WORK INSTRUCTION: Reproduce each line of the material exactly as it reads.

↓↓↓

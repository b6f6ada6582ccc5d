//! Settings file loading
//!
//! Settings are read from a TOML file. Every section is optional:
//!
//! ```toml
//! [database]
//! path = "/var/lib/cinema/cinema.db"
//!
//! [logging]
//! filter = "info,cinema_core=debug"
//! ```

use std::path::{Path, PathBuf};

use directories::ProjectDirs;
use serde::{Deserialize, Serialize};
use tracing::debug;

use crate::error::{Error, Result};

/// File name of the database inside the platform data directory
pub const DATABASE_FILE: &str = "cinema.db";

#[derive(Debug, Clone, Default, PartialEq, Eq, Serialize, Deserialize)]
pub struct Settings {
    #[serde(default)]
    pub database: DatabaseSettings,
    #[serde(default)]
    pub logging: LoggingSettings,
}

#[derive(Debug, Clone, Default, PartialEq, Eq, Serialize, Deserialize)]
pub struct DatabaseSettings {
    /// Overrides the platform data directory location
    #[serde(default)]
    pub path: Option<PathBuf>,
}

#[derive(Debug, Clone, PartialEq, Eq, Serialize, Deserialize)]
pub struct LoggingSettings {
    /// `tracing_subscriber::EnvFilter` directive; `RUST_LOG` wins over it
    #[serde(default = "default_filter")]
    pub filter: String,
}

fn default_filter() -> String {
    "info".to_string()
}

impl Default for LoggingSettings {
    fn default() -> Self {
        Self {
            filter: default_filter(),
        }
    }
}

impl Settings {
    /// Load settings from a file; a missing file yields the defaults
    pub fn load(path: &Path) -> Result<Self> {
        if !path.exists() {
            debug!(path = %path.display(), "No settings file, using defaults");
            return Ok(Self::default());
        }

        let content = std::fs::read_to_string(path)?;
        Self::from_toml(&content)
    }

    /// Parse settings directly from TOML content
    pub fn from_toml(content: &str) -> Result<Self> {
        Ok(toml::from_str(content)?)
    }

    /// Resolve where the database lives
    pub fn database_path(&self) -> Result<PathBuf> {
        match &self.database.path {
            Some(path) => Ok(path.clone()),
            None => Ok(data_dir()?.join(DATABASE_FILE)),
        }
    }
}

/// Platform data directory for the cinema database
pub fn data_dir() -> Result<PathBuf> {
    let dirs = ProjectDirs::from("dev", "cinema", "cinema").ok_or_else(|| {
        Error::Io(std::io::Error::new(
            std::io::ErrorKind::NotFound,
            "Could not determine data directory",
        ))
    })?;

    Ok(dirs.data_dir().to_path_buf())
}

#[cfg(test)]
mod tests {
    use super::*;

    #[test]
    fn test_empty_settings_use_defaults() {
        let settings = Settings::from_toml("").unwrap();
        assert_eq!(settings, Settings::default());
        assert_eq!(settings.logging.filter, "info");
        assert!(settings.database.path.is_none());
    }

    #[test]
    fn test_parse_full_settings() {
        let toml = r#"
[database]
path = "/tmp/cinema-test.db"

[logging]
filter = "debug"
"#;
        let settings = Settings::from_toml(toml).unwrap();
        assert_eq!(
            settings.database_path().unwrap(),
            PathBuf::from("/tmp/cinema-test.db")
        );
        assert_eq!(settings.logging.filter, "debug");
    }

    #[test]
    fn test_malformed_settings() {
        assert!(matches!(
            Settings::from_toml("[database\npath = 1"),
            Err(Error::Config(_))
        ));
    }

    #[test]
    fn test_missing_file_is_default() {
        let dir = tempfile::tempdir().unwrap();
        let settings = Settings::load(&dir.path().join("absent.toml")).unwrap();
        assert_eq!(settings, Settings::default());
    }

    #[test]
    fn test_load_from_file() {
        let dir = tempfile::tempdir().unwrap();
        let path = dir.path().join("cinema.toml");
        std::fs::write(&path, "[logging]\nfilter = \"warn\"\n").unwrap();

        let settings = Settings::load(&path).unwrap();
        assert_eq!(settings.logging.filter, "warn");
    }
}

↑↑↑

ANSWER TO THE EXERCISE:
repository b6f6ada6582ccc5d
//! Settings file loading
//!
//! Settings are read from a TOML file. Every section is optional:
//!
//! ```toml
//! [database]
//! path = "/var/lib/cinema/cinema.db"
//!
//! [logging]
//! filter = "info,cinema_core=debug"
//! ```

use std::path::{Path, PathBuf};

use directories::ProjectDirs;
use serde::{Deserialize, Serialize};
use tracing::debug;

use crate::error::{Error, Result};

/// File name of the database inside the platform data directory
pub const DATABASE_FILE: &str = "cinema.db";

#[derive(Debug, Clone, Default, PartialEq, Eq, Serialize, Deserialize)]
pub struct Settings {
    #[serde(default)]
    pub database: DatabaseSettings,
    #[serde(default)]
    pub logging: LoggingSettings,
}

#[derive(Debug, Clone, Default, PartialEq, Eq, Serialize, Deserialize)]
pub struct DatabaseSettings {
    /// Overrides the platform data directory location
    #[serde(default)]
    pub path: Option<PathBuf>,
}

#[derive(Debug, Clone, PartialEq, Eq, Serialize, Deserialize)]
pub struct LoggingSettings {
    /// `tracing_subscriber::EnvFilter` directive; `RUST_LOG` wins over it
    #[serde(default = "default_filter")]
    pub filter: String,
}

fn default_filter() -> String {
    "info".to_string()
}

impl Default for LoggingSettings {
    fn default() -> Self {
        Self {
            filter: default_filter(),
        }
    }
}

impl Settings {
    /// Load settings from a file; a missing file yields the defaults
    pub fn load(path: &Path) -> Result<Self> {
        if !path.exists() {
            debug!(path = %path.display(), "No settings file, using defaults");
            return Ok(Self::default());
        }

        let content = std::fs::read_to_string(path)?;
        Self::from_toml(&content)
    }

    /// Parse settings directly from TOML content
    pub fn from_toml(content: &str) -> Result<Self> {
        Ok(toml::from_str(content)?)
    }

    /// Resolve where the database lives
    pub fn database_path(&self) -> Result<PathBuf> {
        match &self.database.path {
            Some(path) => Ok(path.clone()),
            None => Ok(data_dir()?.join(DATABASE_FILE)),
        }
    }
}

/// Platform data directory for the cinema database
pub fn data_dir() -> Result<PathBuf> {
    let dirs = ProjectDirs::from("dev", "cinema", "cinema").ok_or_else(|| {
        Error::Io(std::io::Error::new(
            std::io::ErrorKind::NotFound,
            "Could not determine data directory",
        ))
    })?;

    Ok(dirs.data_dir().to_path_buf())
}

#[cfg(test)]
mod tests {
    use super::*;

    #[test]
    fn test_empty_settings_use_defaults() {
        let settings = Settings::from_toml("").unwrap();
        assert_eq!(settings, Settings::default());
        assert_eq!(settings.logging.filter, "info");
        assert!(settings.database.path.is_none());
    }

    #[test]
    fn test_parse_full_settings() {
        let toml = r#"
[database]
path = "/tmp/cinema-test.db"

[logging]
filter = "debug"
"#;
        let settings = Settings::from_toml(toml).unwrap();
        assert_eq!(
            settings.database_path().unwrap(),
            PathBuf::from("/tmp/cinema-test.db")
        );
        assert_eq!(settings.logging.filter, "debug");
    }

    #[test]
    fn test_malformed_settings() {
        assert!(matches!(
            Settings::from_toml("[database\npath = 1"),
            Err(Error::Config(_))
        ));
    }

    #[test]
    fn test_missing_file_is_default() {
        let dir = tempfile::tempdir().unwrap();
        let settings = Settings::load(&dir.path().join("absent.toml")).unwrap();
        assert_eq!(settings, Settings::default());
    }

    #[test]
    fn test_load_from_file() {
        let dir = tempfile::tempdir().unwrap();
        let path = dir.path().join("cinema.toml");
        std::fs::write(&path, "[logging]\nfilter = \"warn\"\n").unwrap();

        let settings = Settings::load(&path).unwrap();
        assert_eq!(settings.logging.filter, "warn");
    }
}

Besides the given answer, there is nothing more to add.